» Exercise directions
Exact reproduction of every entry is required.

[[ Data for this task, beginning ]]

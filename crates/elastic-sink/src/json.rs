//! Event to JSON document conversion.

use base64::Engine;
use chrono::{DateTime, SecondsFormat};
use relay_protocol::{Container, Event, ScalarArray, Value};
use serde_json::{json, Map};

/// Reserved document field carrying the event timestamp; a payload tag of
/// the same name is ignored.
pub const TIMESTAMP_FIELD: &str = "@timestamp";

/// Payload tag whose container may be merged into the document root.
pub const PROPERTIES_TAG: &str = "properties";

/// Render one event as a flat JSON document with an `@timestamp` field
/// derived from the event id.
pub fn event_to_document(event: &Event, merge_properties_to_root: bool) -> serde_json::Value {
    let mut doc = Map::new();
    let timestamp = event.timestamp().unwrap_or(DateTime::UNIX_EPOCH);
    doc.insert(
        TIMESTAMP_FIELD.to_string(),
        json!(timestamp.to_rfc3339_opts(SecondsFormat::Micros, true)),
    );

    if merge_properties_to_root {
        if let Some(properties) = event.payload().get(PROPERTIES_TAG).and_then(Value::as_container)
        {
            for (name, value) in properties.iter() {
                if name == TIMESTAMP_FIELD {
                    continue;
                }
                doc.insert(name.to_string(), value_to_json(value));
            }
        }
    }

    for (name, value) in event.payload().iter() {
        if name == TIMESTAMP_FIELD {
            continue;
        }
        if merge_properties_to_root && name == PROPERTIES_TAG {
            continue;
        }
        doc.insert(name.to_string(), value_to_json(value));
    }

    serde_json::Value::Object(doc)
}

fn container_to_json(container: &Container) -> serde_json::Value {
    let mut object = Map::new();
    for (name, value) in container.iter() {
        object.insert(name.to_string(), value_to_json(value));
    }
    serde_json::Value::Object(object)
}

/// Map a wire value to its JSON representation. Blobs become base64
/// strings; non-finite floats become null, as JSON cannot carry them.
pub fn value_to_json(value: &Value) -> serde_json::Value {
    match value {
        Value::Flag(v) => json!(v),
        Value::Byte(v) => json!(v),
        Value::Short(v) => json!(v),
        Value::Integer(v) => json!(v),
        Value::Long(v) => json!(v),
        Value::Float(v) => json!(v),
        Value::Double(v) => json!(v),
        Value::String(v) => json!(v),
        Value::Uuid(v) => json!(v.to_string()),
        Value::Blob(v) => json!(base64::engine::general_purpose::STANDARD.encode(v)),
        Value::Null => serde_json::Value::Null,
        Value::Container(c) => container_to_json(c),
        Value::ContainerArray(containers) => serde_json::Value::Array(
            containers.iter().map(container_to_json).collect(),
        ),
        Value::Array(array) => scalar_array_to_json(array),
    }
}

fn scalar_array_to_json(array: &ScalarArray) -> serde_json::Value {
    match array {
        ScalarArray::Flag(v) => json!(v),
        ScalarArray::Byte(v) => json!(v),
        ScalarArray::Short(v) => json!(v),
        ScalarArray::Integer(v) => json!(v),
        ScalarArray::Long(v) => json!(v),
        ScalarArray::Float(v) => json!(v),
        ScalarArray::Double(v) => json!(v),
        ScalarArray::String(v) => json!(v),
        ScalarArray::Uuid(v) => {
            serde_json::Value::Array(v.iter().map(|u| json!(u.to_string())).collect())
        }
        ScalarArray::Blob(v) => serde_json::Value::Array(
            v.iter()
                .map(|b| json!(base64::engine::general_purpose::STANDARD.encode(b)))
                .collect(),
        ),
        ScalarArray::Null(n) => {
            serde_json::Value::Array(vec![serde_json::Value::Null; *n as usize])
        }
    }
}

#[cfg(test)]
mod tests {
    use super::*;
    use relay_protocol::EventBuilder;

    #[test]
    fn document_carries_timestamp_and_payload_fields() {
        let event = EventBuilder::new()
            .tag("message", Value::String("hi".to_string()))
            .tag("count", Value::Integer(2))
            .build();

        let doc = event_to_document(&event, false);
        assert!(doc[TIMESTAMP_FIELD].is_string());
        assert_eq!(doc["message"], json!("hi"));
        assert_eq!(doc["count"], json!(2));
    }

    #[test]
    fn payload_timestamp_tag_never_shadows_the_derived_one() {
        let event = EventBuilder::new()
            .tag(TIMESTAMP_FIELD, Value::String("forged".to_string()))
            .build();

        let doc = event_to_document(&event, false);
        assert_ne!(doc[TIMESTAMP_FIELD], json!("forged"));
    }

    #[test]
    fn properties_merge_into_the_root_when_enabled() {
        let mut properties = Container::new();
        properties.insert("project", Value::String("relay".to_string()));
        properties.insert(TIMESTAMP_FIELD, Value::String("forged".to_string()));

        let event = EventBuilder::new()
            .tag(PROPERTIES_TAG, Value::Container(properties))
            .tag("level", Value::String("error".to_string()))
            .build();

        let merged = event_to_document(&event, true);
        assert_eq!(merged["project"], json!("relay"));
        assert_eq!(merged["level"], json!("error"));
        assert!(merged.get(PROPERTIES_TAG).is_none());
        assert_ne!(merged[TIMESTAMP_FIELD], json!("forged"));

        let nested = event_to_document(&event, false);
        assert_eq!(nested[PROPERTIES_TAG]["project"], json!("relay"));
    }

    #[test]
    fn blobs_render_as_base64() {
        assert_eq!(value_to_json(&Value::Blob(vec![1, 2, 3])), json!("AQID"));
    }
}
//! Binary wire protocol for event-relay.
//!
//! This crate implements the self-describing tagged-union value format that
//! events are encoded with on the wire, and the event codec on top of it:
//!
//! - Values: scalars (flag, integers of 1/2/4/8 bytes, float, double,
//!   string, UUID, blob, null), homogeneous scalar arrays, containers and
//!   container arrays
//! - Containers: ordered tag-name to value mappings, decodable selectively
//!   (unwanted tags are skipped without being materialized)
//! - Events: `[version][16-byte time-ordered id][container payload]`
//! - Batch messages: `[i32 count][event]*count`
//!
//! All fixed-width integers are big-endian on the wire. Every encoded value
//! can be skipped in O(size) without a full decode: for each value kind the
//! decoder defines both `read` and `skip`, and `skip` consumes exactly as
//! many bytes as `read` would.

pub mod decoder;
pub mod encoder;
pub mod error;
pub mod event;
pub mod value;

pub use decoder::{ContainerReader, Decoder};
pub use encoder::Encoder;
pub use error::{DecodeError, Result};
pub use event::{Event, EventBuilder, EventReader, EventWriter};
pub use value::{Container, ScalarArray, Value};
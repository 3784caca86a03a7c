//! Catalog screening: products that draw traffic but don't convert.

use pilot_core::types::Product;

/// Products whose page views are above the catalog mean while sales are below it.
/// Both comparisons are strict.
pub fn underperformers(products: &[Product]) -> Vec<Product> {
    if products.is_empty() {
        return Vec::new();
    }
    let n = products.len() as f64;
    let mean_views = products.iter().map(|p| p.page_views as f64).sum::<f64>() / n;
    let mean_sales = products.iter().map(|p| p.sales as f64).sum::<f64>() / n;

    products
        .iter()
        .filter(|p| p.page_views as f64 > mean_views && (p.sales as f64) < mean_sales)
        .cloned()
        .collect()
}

[[ Data for this task, end ]]

» Completed exercise
filename crates/elastic-sink/src/json.rs
//! Event to JSON document conversion.

use base64::Engine;
use chrono::{DateTime, SecondsFormat};
use relay_protocol::{Container, Event, ScalarArray, Value};
use serde_json::{json, Map};

/// Reserved document field carrying the event timestamp; a payload tag of
/// the same name is ignored.
pub const TIMESTAMP_FIELD: &str = "@timestamp";

/// Payload tag whose container may be merged into the document root.
pub const PROPERTIES_TAG: &str = "properties";

/// Render one event as a flat JSON document with an `@timestamp` field
/// derived from the event id.
pub fn event_to_document(event: &Event, merge_properties_to_root: bool) -> serde_json::Value {
    let mut doc = Map::new();
    let timestamp = event.timestamp().unwrap_or(DateTime::UNIX_EPOCH);
    doc.insert(
        TIMESTAMP_FIELD.to_string(),
        json!(timestamp.to_rfc3339_opts(SecondsFormat::Micros, true)),
    );

    if merge_properties_to_root {
        if let Some(properties) = event.payload().get(PROPERTIES_TAG).and_then(Value::as_container)
        {
            for (name, value) in properties.iter() {
                if name == TIMESTAMP_FIELD {
                    continue;
                }
                doc.insert(name.to_string(), value_to_json(value));
            }
        }
    }

    for (name, value) in event.payload().iter() {
        if name == TIMESTAMP_FIELD {
            continue;
        }
        if merge_properties_to_root && name == PROPERTIES_TAG {
            continue;
        }
        doc.insert(name.to_string(), value_to_json(value));
    }

    serde_json::Value::Object(doc)
}

fn container_to_json(container: &Container) -> serde_json::Value {
    let mut object = Map::new();
    for (name, value) in container.iter() {
        object.insert(name.to_string(), value_to_json(value));
    }
    serde_json::Value::Object(object)
}

/// Map a wire value to its JSON representation. Blobs become base64
/// strings; non-finite floats become null, as JSON cannot carry them.
pub fn value_to_json(value: &Value) -> serde_json::Value {
    match value {
        Value::Flag(v) => json!(v),
        Value::Byte(v) => json!(v),
        Value::Short(v) => json!(v),
        Value::Integer(v) => json!(v),
        Value::Long(v) => json!(v),
        Value::Float(v) => json!(v),
        Value::Double(v) => json!(v),
        Value::String(v) => json!(v),
        Value::Uuid(v) => json!(v.to_string()),
        Value::Blob(v) => json!(base64::engine::general_purpose::STANDARD.encode(v)),
        Value::Null => serde_json::Value::Null,
        Value::Container(c) => container_to_json(c),
        Value::ContainerArray(containers) => serde_json::Value::Array(
            containers.iter().map(container_to_json).collect(),
        ),
        Value::Array(array) => scalar_array_to_json(array),
    }
}

fn scalar_array_to_json(array: &ScalarArray) -> serde_json::Value {
    match array {
        ScalarArray::Flag(v) => json!(v),
        ScalarArray::Byte(v) => json!(v),
        ScalarArray::Short(v) => json!(v),
        ScalarArray::Integer(v) => json!(v),
        ScalarArray::Long(v) => json!(v),
        ScalarArray::Float(v) => json!(v),
        ScalarArray::Double(v) => json!(v),
        ScalarArray::String(v) => json!(v),
        ScalarArray::Uuid(v) => {
            serde_json::Value::Array(v.iter().map(|u| json!(u.to_string())).collect())
        }
        ScalarArray::Blob(v) => serde_json::Value::Array(
            v.iter()
                .map(|b| json!(base64::engine::general_purpose::STANDARD.encode(b)))
                .collect(),
        ),
        ScalarArray::Null(n) => {
            serde_json::Value::Array(vec![serde_json::Value::Null; *n as usize])
        }
    }
}

#[cfg(test)]
mod tests {
    use super::*;
    use relay_protocol::EventBuilder;

    #[test]
    fn document_carries_timestamp_and_payload_fields() {
        let event = EventBuilder::new()
            .tag("message", Value::String("hi".to_string()))
            .tag("count", Value::Integer(2))
            .build();

        let doc = event_to_document(&event, false);
        assert!(doc[TIMESTAMP_FIELD].is_string());
        assert_eq!(doc["message"], json!("hi"));
        assert_eq!(doc["count"], json!(2));
    }

    #[test]
    fn payload_timestamp_tag_never_shadows_the_derived_one() {
        let event = EventBuilder::new()
            .tag(TIMESTAMP_FIELD, Value::String("forged".to_string()))
            .build();

        let doc = event_to_document(&event, false);
        assert_ne!(doc[TIMESTAMP_FIELD], json!("forged"));
    }

    #[test]
    fn properties_merge_into_the_root_when_enabled() {
        let mut properties = Container::new();
        properties.insert("project", Value::String("relay".to_string()));
        properties.insert(TIMESTAMP_FIELD, Value::String("forged".to_string()));

        let event = EventBuilder::new()
            .tag(PROPERTIES_TAG, Value::Container(properties))
            .tag("level", Value::String("error".to_string()))
            .build();

        let merged = event_to_document(&event, true);
        assert_eq!(merged["project"], json!("relay"));
        assert_eq!(merged["level"], json!("error"));
        assert!(merged.get(PROPERTIES_TAG).is_none());
        assert_ne!(merged[TIMESTAMP_FIELD], json!("forged"));

        let nested = event_to_document(&event, false);
        assert_eq!(nested[PROPERTIES_TAG]["project"], json!("relay"));
    }

    #[test]
    fn blobs_render_as_base64() {
        assert_eq!(value_to_json(&Value::Blob(vec![1, 2, 3])), json!("AQID"));
    }
}
//! Binary wire protocol for event-relay.
//!
//! This crate implements the self-describing tagged-union value format that
//! events are encoded with on the wire, and the event codec on top of it:
//!
//! - Values: scalars (flag, integers of 1/2/4/8 bytes, float, double,
//!   string, UUID, blob, null), homogeneous scalar arrays, containers and
//!   container arrays
//! - Containers: ordered tag-name to value mappings, decodable selectively
//!   (unwanted tags are skipped without being materialized)
//! - Events: `[version][16-byte time-ordered id][container payload]`
//! - Batch messages: `[i32 count][event]*count`
//!
//! All fixed-width integers are big-endian on the wire. Every encoded value
//! can be skipped in O(size) without a full decode: for each value kind the
//! decoder defines both `read` and `skip`, and `skip` consumes exactly as
//! many bytes as `read` would.

pub mod decoder;
pub mod encoder;
pub mod error;
pub mod event;
pub mod value;

pub use decoder::{ContainerReader, Decoder};
pub use encoder::Encoder;
pub use error::{DecodeError, Result};
pub use event::{Event, EventBuilder, EventReader, EventWriter};
pub use value::{Container, ScalarArray, Value};
repository 3784caca86a03a7c
//! Catalog screening: products that draw traffic but don't convert.

use pilot_core::types::Product;

/// Products whose page views are above the catalog mean while sales are below it.
/// Both comparisons are strict.
pub fn underperformers(products: &[Product]) -> Vec<Product> {
    if products.is_empty() {
        return Vec::new();
    }
    let n = products.len() as f64;
    let mean_views = products.iter().map(|p| p.page_views as f64).sum::<f64>() / n;
    let mean_sales = products.iter().map(|p| p.sales as f64).sum::<f64>() / n;

    products
        .iter()
        .filter(|p| p.page_views as f64 > mean_views && (p.sales as f64) < mean_sales)
        .cloned()
        .collect()
}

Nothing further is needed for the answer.